Division of Neonatology, McGovern Medical School at the University of Texas Health Science Center at Houston, 6431 Fannin, MSB 3.236, Houston, TX, 77030, US.
Department of Pediatrics, Division of Neonatal and Developmental Medicine, Stanford University, Palo Alta, CA, US.
BMC Pediatr. 2023 Jul 10;23(1):347. doi: 10.1186/s12887-023-04149-0.
Bilirubin neurotoxicity (BN) occurs in premature infants at lower total serum bilirubin levels than term infants and causes neurodevelopmental impairment. Usual dose lipid infusions in preterm infants may increase free fatty acids sufficiently to cause bilirubin displacement from albumin, increasing passage of unbound bilirubin (UB) into the brain leading to BN and neurodevelopmental impairment not reliably identifiable in infancy. These risks may be influenced by whether cycled or continuous phototherapy is used to control bilirubin levels.
To assess differences in wave V latency measured by brainstem auditory evoked responses (BAER) at 34-36 weeks gestational age in infants born ≤ 750 g or < 27 weeks' gestational age randomized to receive usual or reduced dose lipid emulsion (half of the usual dose) irrespective of whether cycled or continuous phototherapy is administered.
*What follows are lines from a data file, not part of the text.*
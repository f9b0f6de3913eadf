//! Side-by-side report of both estimators

use super::{IterativeSolver, RankResult, SamplingEstimator};
use crate::config::RankConfig;
use crate::error::Result;
use crate::graph::CorpusGraph;
use serde::Serialize;

/// Results of both estimators over the same corpus
#[derive(Debug, Clone, Serialize)]
pub struct RankReport {
    pub sampled: RankResult,
    pub iterated: RankResult,
    /// Largest per-page difference between the two estimates
    pub max_difference: f64,
    /// Agreement threshold the report was produced with
    pub tolerance: f64,
}

/// One page with both estimates
#[derive(Debug, Clone, PartialEq, Serialize)]
pub struct RankRow<'a> {
    pub page: &'a str,
    pub sampled: f64,
    pub iterated: f64,
}

impl RankReport {
    pub fn new(sampled: RankResult, iterated: RankResult, tolerance: f64) -> Self {
        let max_difference = sampled.max_abs_difference(&iterated);
        Self {
            sampled,
            iterated,
            max_difference,
            tolerance,
        }
    }

    /// Whether the two estimators agree within tolerance
    pub fn agrees(&self) -> bool {
        self.max_difference <= self.tolerance
    }

    /// Rows ordered by page identifier
    pub fn rows(&self) -> Vec<RankRow<'_>> {
        self.iterated
            .iter()
            .map(|(page, iterated)| RankRow {
                page,
                sampled: self.sampled.get(page).unwrap_or(0.0),
                iterated,
            })
            .collect()
    }
}

/// Run the sampling estimator and the iterative solver on one corpus
pub fn rank_corpus(graph: &CorpusGraph, config: &RankConfig) -> Result<RankReport> {
    config.validate()?;

    let sampled = SamplingEstimator::new()
        .with_damping(config.damping)
        .with_samples(config.samples)
        .with_seed(config.seed)
        .run(graph)?;

    let iterated = IterativeSolver::new()
        .with_damping(config.damping)
        .with_epsilon(config.epsilon)
        .with_max_iterations(config.max_iterations)
        .run(graph)?;

    let report = RankReport::new(sampled, iterated, config.tolerance);
    if report.agrees() {
        tracing::info!(
            pages = graph.len(),
            max_difference = report.max_difference,
            "Estimators agree"
        );
    } else {
        tracing::warn!(
            max_difference = report.max_difference,
            tolerance = report.tolerance,
            "Sampling and iteration disagree beyond tolerance"
        );
    }

    Ok(report)
}
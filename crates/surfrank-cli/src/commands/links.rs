//! Corpus link graph command

use crate::app::{CorpusArgs, OutputFormat};
use crate::output;
use anyhow::Result;
use surfrank_core::Config;

/// Print every page with its outbound links after filtering
pub fn run(args: CorpusArgs, mut config: Config, format: OutputFormat) -> Result<()> {
    let graph = super::load_corpus(&args, &mut config)?;
    print!("{}", output::format_links(&graph, format));
    Ok(())
}
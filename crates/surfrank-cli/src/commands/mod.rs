//! CLI command handlers

pub mod iterate;
pub mod links;
pub mod rank;
pub mod sample;

use crate::app::{CorpusArgs, RankArgs};
use anyhow::Result;
use surfrank_core::{crawl, Config, CorpusGraph};

/// Crawl the corpus directory with config values overridden by flags
pub fn load_corpus(args: &CorpusArgs, config: &mut Config) -> Result<CorpusGraph> {
    args.apply(&mut config.crawl);
    Ok(crawl(&args.corpus, &config.crawl)?)
}

/// Crawl the corpus and resolve the rank parameters for one run
pub fn prepare(args: &RankArgs, mut config: Config) -> Result<(CorpusGraph, Config)> {
    args.apply(&mut config.rank);
    config.rank.validate()?;
    let graph = load_corpus(&args.corpus, &mut config)?;
    Ok((graph, config))
}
Pilot factorial randomized controlled trial (RCT) of lipid dosing (usual and reduced) with treatment groups balanced between cycled or continuous phototherapy assignment. Eligible infants are born at ≤ 750 g or < 27 weeks' gestational age enrolled in the NICHD Neonatal Research Network RCT of cycled or continuous phototherapy. Infants will randomize 1:1 to reduced or usual dose lipid assignment during the first 2 weeks after birth and stratified by phototherapy assignment. Free fatty acids and UB will be measured daily using a novel probe. BAER testing will be performed at 34-36 weeks postmenstrual age or prior to discharge. Blinded neurodevelopmental assessments will be performed at 22-26 months. Intention-to-treat analyses will be performed with generalized linear mixed models with lipid dose and phototherapy assignments as random effects covariates, and assessment for interactions. Bayesian analyses will be performed as a secondary analysis.
Pragmatic trials are needed to evaluate whether lipid emulsion dosing modifies the effect of phototherapy on BN. This factorial design presents a unique opportunity to evaluate both therapies and their interaction. This study aims to address basic controversial questions about the relationships between lipid administration, free fatty acids, UB, and BN. Findings suggesting a reduced lipid dose can diminish the risk of BN would support the need for a large multicenter RCT of reduced versus usual lipid dosing.
Clinical Trials.gov, NCT04584983, Registered 14 October 2020, https://clinicaltrials.gov/ct2/show/NCT04584983 Protocol version: Version 3.2 (10/5/2022).
胆红素神经毒性(BN)在早产儿中的发生总血清胆红素水平低于足月儿,并导致神经发育损伤。早产儿通常剂量的脂肪输注可能会使游离脂肪酸增加到足以使胆红素从白蛋白中置换出来,增加未结合胆红素(UB)进入大脑的量,导致 BN 和神经发育损伤在婴儿期无法可靠识别。这些风险可能受到循环或连续光疗用于控制胆红素水平的影响。
评估在胎龄 34-36 周时,出生体重≤750g 或胎龄<27 周的婴儿,随机接受常规或低剂量脂肪乳剂(常规剂量的一半)治疗,无论是否给予循环或连续光疗,通过脑干听觉诱发电位(BAER)测量的波 V 潜伏期的差异。
脂质剂量(常规和降低)的试点因子随机对照试验(RCT),治疗组在循环或连续光疗分配之间平衡。合格的婴儿出生体重≤750g 或胎龄<27 周,参加了 NICHD 新生儿研究网络 RCT 的循环或连续光疗。婴儿将在出生后 2 周内以 1:1 的比例随机分配接受降低或常规剂量的脂肪乳剂,并按光疗分配分层。每天使用新型探头测量游离脂肪酸和 UB。BAER 测试将在胎龄校正后 34-36 周或出院前进行。盲法神经发育评估将在 22-26 个月时进行。意向治疗分析将使用广义线性混合模型进行,以脂质剂量和光疗分配作为随机效应协变量,并评估相互作用。贝叶斯分析将作为二次分析进行。
需要进行实用试验来评估脂肪乳剂剂量是否会改变光疗对 BN 的影响。这种因子设计提供了一个独特的机会来评估这两种治疗方法及其相互作用。本研究旨在解决有关脂质管理、游离脂肪酸、UB 和 BN 之间关系的基本争议问题。发现降低脂质剂量可以降低 BN 风险的结果将支持对降低与常规脂质剂量进行大型多中心 RCT 的需求。